--- Supplied records Enclosed Below ---

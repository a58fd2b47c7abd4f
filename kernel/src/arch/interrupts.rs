/*
 * Interrupt Management Module
 *
 * Architecture-independent interrupt control built on the selected
 * backend's three primitives (read, set and clear the interrupt-enable
 * flag of the current core).
 *
 * The central piece is `IrqState`: the interrupt-enable state captured
 * immediately before a critical section masked interrupts. Restoring it
 * puts the core back exactly as it was, so critical sections nest and
 * can be entered from interrupt context, where interrupts are already
 * masked.
 */

use super::imp::interrupts as cpu;

/// Enable interrupts on the current core.
///
/// Should only be called after the interrupt tables have been set up.
pub fn enable() {
    cpu::enable();
}

/// Disable interrupts on the current core.
pub fn disable() {
    cpu::disable();
}

/// Check if interrupts are enabled on the current core.
pub fn are_enabled() -> bool {
    cpu::are_enabled()
}

/// Sleep until the next interrupt unless `pending` reports work.
///
/// `pending` runs with interrupts masked and the core halts with the enable
/// in the same step, so an interrupt that queues work after the check still
/// wakes the halt. Interrupts are enabled on return.
pub fn wait_for_interrupt_unless<F>(pending: F)
where
    F: FnOnce() -> bool,
{
    disable();
    if pending() {
        enable();
    } else {
        cpu::enable_and_halt();
    }
}

/// Interrupt-enable state saved by [`save_and_disable`].
#[must_use = "dropping an IrqState leaves interrupts masked"]
#[derive(Debug, Clone, Copy, PartialEq, Eq)]
pub struct IrqState {
    were_enabled: bool,
}

impl IrqState {
    /// Whether interrupts were enabled when the state was captured.
    pub fn were_enabled(self) -> bool {
        self.were_enabled
    }
}

/// Capture the current interrupt-enable state and mask interrupts.
pub fn save_and_disable() -> IrqState {
    let were_enabled = are_enabled();
    if were_enabled {
        disable();
    }
    IrqState { were_enabled }
}

/// Restore the interrupt-enable state captured by [`save_and_disable`].
///
/// Interrupts are re-enabled only if they were enabled at capture time.
pub fn restore(state: IrqState) {
    if state.were_enabled {
        enable();
    }
}

/// Execute a closure with interrupts disabled
///
/// The previous interrupt-enable state is restored afterwards.
pub fn without_interrupts<F, R>(f: F) -> R
where
    F: FnOnce() -> R,
{
    let state = save_and_disable();
    let result = f();
    restore(state);
    result
}

/// RAII guard that disables interrupts for its lifetime
///
/// # Example
/// ```ignore
/// let _guard = DisableInterrupts::new();
/// // Critical section - interrupts are disabled
/// // Previous state restored when _guard is dropped
/// ```
pub struct DisableInterrupts {
    state: IrqState,
}

impl DisableInterrupts {
    /// Create a new interrupt guard, disabling interrupts
    pub fn new() -> Self {
        Self {
            state: save_and_disable(),
        }
    }
}

impl Default for DisableInterrupts {
    fn default() -> Self {
        Self::new()
    }
}

impl Drop for DisableInterrupts {
    fn drop(&mut self) {
        restore(self.state);
    }
}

--- End of Enclosed Supplied records ---

> **Problem**:
Beginning at the first line of the data above, retype each line until you reach the line containing "use super::imp::interrupts as cpu;", and include that one too. Add nothing else.

> **Task response**:
repository a58fd2b47c7abd4f
filename kernel/src/arch/interrupts.rs
/*
 * Interrupt Management Module
 *
 * Architecture-independent interrupt control built on the selected
 * backend's three primitives (read, set and clear the interrupt-enable
 * flag of the current core).
 *
 * The central piece is `IrqState`: the interrupt-enable state captured
 * immediately before a critical section masked interrupts. Restoring it
 * puts the core back exactly as it was, so critical sections nest and
 * can be entered from interrupt context, where interrupts are already
 * masked.
 */

use super::imp::interrupts as cpu;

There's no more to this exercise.